Ayat-ayat lain yang menjelaskan maksud frase di atas misalnya dapat dijumpai di dalam Alquran Surat Fathir Ayat 32.  “Kemudian Kitab itu Kami wariskan kepada orang-orang yang Kami pilih di antara hamba-hamba Kami, lalu di antara mereka ada yang dzalim terhadap (atau menganiaya) diri mereka sendiri dan di antara mereka ada yang pertengahan dan diantara mereka ada (pula) yang lebih dahulu berbuat kebaikan dengan izin Allah. Yang demikian itu adalah karunia yang amat besar.”

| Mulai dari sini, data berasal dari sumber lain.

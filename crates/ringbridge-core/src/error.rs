// ── Core error types ──
//
// User-facing errors from ringbridge-core. Vendor transport failures are
// translated into the bridge taxonomy: authentication, directory, command,
// and event delivery. Callers never match on `ringbridge_api::Error`.

use thiserror::Error;

/// Unified error type for the core crate.
#[derive(Debug, Error)]
pub enum CoreError {
    // ── Authentication ───────────────────────────────────────────────
    #[error("Authentication failed: {message}")]
    AuthenticationFailed { message: String },

    #[error("No credentials -- supply an initial token")]
    NoCredentials,

    #[error("Session not ready -- authenticate first")]
    NotReady,

    // ── Directory ────────────────────────────────────────────────────
    #[error("Device directory unavailable: {message}")]
    Directory { message: String },

    #[error("Device not found: {identifier}")]
    DeviceNotFound { identifier: String },

    // ── Commands ─────────────────────────────────────────────────────
    #[error("Command failed on device {device_id}: {message}")]
    Command { device_id: String, message: String },

    #[error("Unlock already in flight for device {device_id}")]
    CommandInFlight { device_id: String },

    #[error("Device {device_id} does not support {operation}")]
    Unsupported {
        device_id: String,
        operation: String,
    },

    // ── Event delivery ───────────────────────────────────────────────
    #[error("Dropped event for device {device_id}: {message}")]
    Delivery { device_id: String, message: String },

    // ── Lifecycle ────────────────────────────────────────────────────
    #[error("Context closed")]
    ContextClosed,

    #[error("Teardown of {label} failed: {message}")]
    Teardown { label: String, message: String },

    // ── Persistence / configuration ──────────────────────────────────
    #[error("Token persistence failed: {message}")]
    Persistence { message: String },

    #[error("Configuration error: {message}")]
    Config { message: String },
}

impl CoreError {
    /// Returns `true` for errors that need a new token from an operator.
    pub fn needs_reauthorization(&self) -> bool {
        matches!(self, Self::AuthenticationFailed { .. } | Self::NoCredentials)
    }

    /// Translate a vendor failure raised while talking to one device.
    pub(crate) fn command(device_id: &str, err: &ringbridge_api::Error) -> Self {
        Self::Command {
            device_id: device_id.to_owned(),
            message: err.to_string(),
        }
    }

    pub(crate) fn directory(err: &ringbridge_api::Error) -> Self {
        Self::Directory {
            message: err.to_string(),
        }
    }
}

// ── Conversion from vendor-layer errors ──────────────────────────────

impl From<ringbridge_api::Error> for CoreError {
    fn from(err: ringbridge_api::Error) -> Self {
        match err {
            ringbridge_api::Error::InvalidToken { message } => {
                CoreError::AuthenticationFailed { message }
            }
            ringbridge_api::Error::TokenExpired => CoreError::AuthenticationFailed {
                message: "Refresh token expired -- re-authorization required".into(),
            },
            ringbridge_api::Error::TwoFactorRequired => CoreError::AuthenticationFailed {
                message: "Two-factor verification required".into(),
            },
            ringbridge_api::Error::Api {
                status: 401,
                message,
            } => CoreError::AuthenticationFailed { message },
            ringbridge_api::Error::UnknownDevice { device_id } => CoreError::DeviceNotFound {
                identifier: device_id,
            },
            ringbridge_api::Error::Unsupported {
                device_id,
                operation,
            } => CoreError::Unsupported {
                device_id,
                operation: operation.to_owned(),
            },
            ringbridge_api::Error::StreamClosed { reason } => CoreError::Delivery {
                device_id: String::new(),
                message: reason,
            },
            ringbridge_api::Error::Deserialization { message, body: _ } => CoreError::Delivery {
                device_id: String::new(),
                message: format!("Deserialization error: {message}"),
            },
            other @ (ringbridge_api::Error::Transport(_)
            | ringbridge_api::Error::Timeout { .. }
            | ringbridge_api::Error::RateLimited { .. }
            | ringbridge_api::Error::Api { .. }) => CoreError::Directory {
                message: other.to_string(),
            },
        }
    }
}

#[cfg(test)]
mod tests {
    use super::*;

    #[test]
    fn rejected_token_maps_to_authentication_failure() {
        let err = CoreError::from(ringbridge_api::Error::InvalidToken {
            message: "revoked".into(),
        });
        assert!(matches!(err, CoreError::AuthenticationFailed { ref message } if message == "revoked"));
        assert!(err.needs_reauthorization());
    }

    #[test]
    fn transport_failure_maps_to_directory_error() {
        let err = CoreError::from(ringbridge_api::Error::Transport("connection reset".into()));
        assert!(matches!(err, CoreError::Directory { .. }));
        assert!(!err.needs_reauthorization());
    }

    #[test]
    fn command_error_names_device() {
        let err = CoreError::command("D1", &ringbridge_api::Error::Timeout { timeout_secs: 5 });
        assert_eq!(
            err.to_string(),
            "Command failed on device D1: Request timed out after 5s"
        );
    }
}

Di sana terdapat kata “dzalimun linafsihi”. Dzalim pada dirinya sendiri, yang sama dengan ayat dalam Surat Ash-Shaffat tadi. Dari keturunan itu bermacam-macam perangainya.

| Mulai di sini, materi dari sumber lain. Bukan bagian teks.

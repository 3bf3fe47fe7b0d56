// ── API-to-domain conversions ──
//
// Capabilities are decided here, once, from the hardware family the
// directory reports. Nothing downstream inspects the raw kind again to
// decide what a device can do.

use ringbridge_api::DeviceRecord;

use crate::model::{CapabilitySet, DeviceHandle, Snapshot};

impl From<DeviceRecord> for DeviceHandle {
    fn from(record: DeviceRecord) -> Self {
        let capabilities = CapabilitySet::for_kind(record.kind);
        DeviceHandle::new(
            record.id.into(),
            record.location_id.into(),
            record.kind,
            record.description,
            capabilities,
            Snapshot::new(record.data),
        )
    }
}

#[cfg(test)]
mod tests {
    use super::*;
    use crate::model::Capability;
    use ringbridge_api::DeviceKind;
    use serde_json::json;

    #[test]
    fn intercom_record_becomes_full_handle() {
        let record = DeviceRecord {
            id: "D1".into(),
            location_id: "L1".into(),
            kind: DeviceKind::Intercom,
            description: "Front gate".into(),
            data: json!({ "lock": "locked" }),
        };

        let handle = DeviceHandle::from(record);
        assert_eq!(handle.id().as_str(), "D1");
        assert_eq!(handle.location_id().as_str(), "L1");
        assert_eq!(handle.name(), "Front gate");
        assert!(handle.capabilities().contains(Capability::Unlock));
        assert_eq!(handle.latest_state().as_value()["lock"], "locked");
    }

    #[test]
    fn unknown_kind_has_no_capabilities() {
        let record = DeviceRecord {
            id: "X".into(),
            location_id: "L1".into(),
            kind: DeviceKind::Other,
            description: String::new(),
            data: serde_json::Value::Null,
        };
        assert!(DeviceHandle::from(record).capabilities().is_empty());
    }
}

Pertama, ada muslim yang mengaku sebagai orang beriman, yang tersinggung ketika agama islamnya diganggu, keimanannya diganggu. Tapi, mereka tidak melaksanakan hakikat keimanannya itu, tidak melaksanakan perintah Allah, tidak melaksanakan ibadah, tidak menjauhi larangan Allah dan lain-lain.

Pertanggung jawaban muslim di hadapan Allah adalah pertanggung jawaban individu, bersifat pribadi. Baik yang baik, maupun yang tidak baik. Di dalam bulan Ramadhan ini adalah kesempatan yang amat baik bagi kita yang mungkin terlanjur dzalim pada diri sendiri, banyak berbuat dosa dan kesalahan, untuk bertaubat dalam bulan Ramadhan.

Kesempatan dan peluang untuk bertaubat ada di dalam Bulan Ramadhan. Ada hadist Rasulullah SAW yang sering kita dengar pada bulan Ramadhan ini, “Barang siapa berpusa dalam bulan Ramadhan dan menghidupkan malam-lamanya dengan penuh keimanan dan berhadap ridha Allah, maka akan dihapuskan dosa-dosa yang diperbuat sebelumnya”.

Arti kata harfiah Ramadhan adalah dari ramadha-yarmadhu, maknanya membakar. Berpuasa Ramadhan ini maksudnya adalah membakar sifat-sifat buruk, sifat kikir, tidak peduli kaum dhuafa, dan lain-lain, seharusnya akan “terbakar” semua di dalam bulan Ramadhan.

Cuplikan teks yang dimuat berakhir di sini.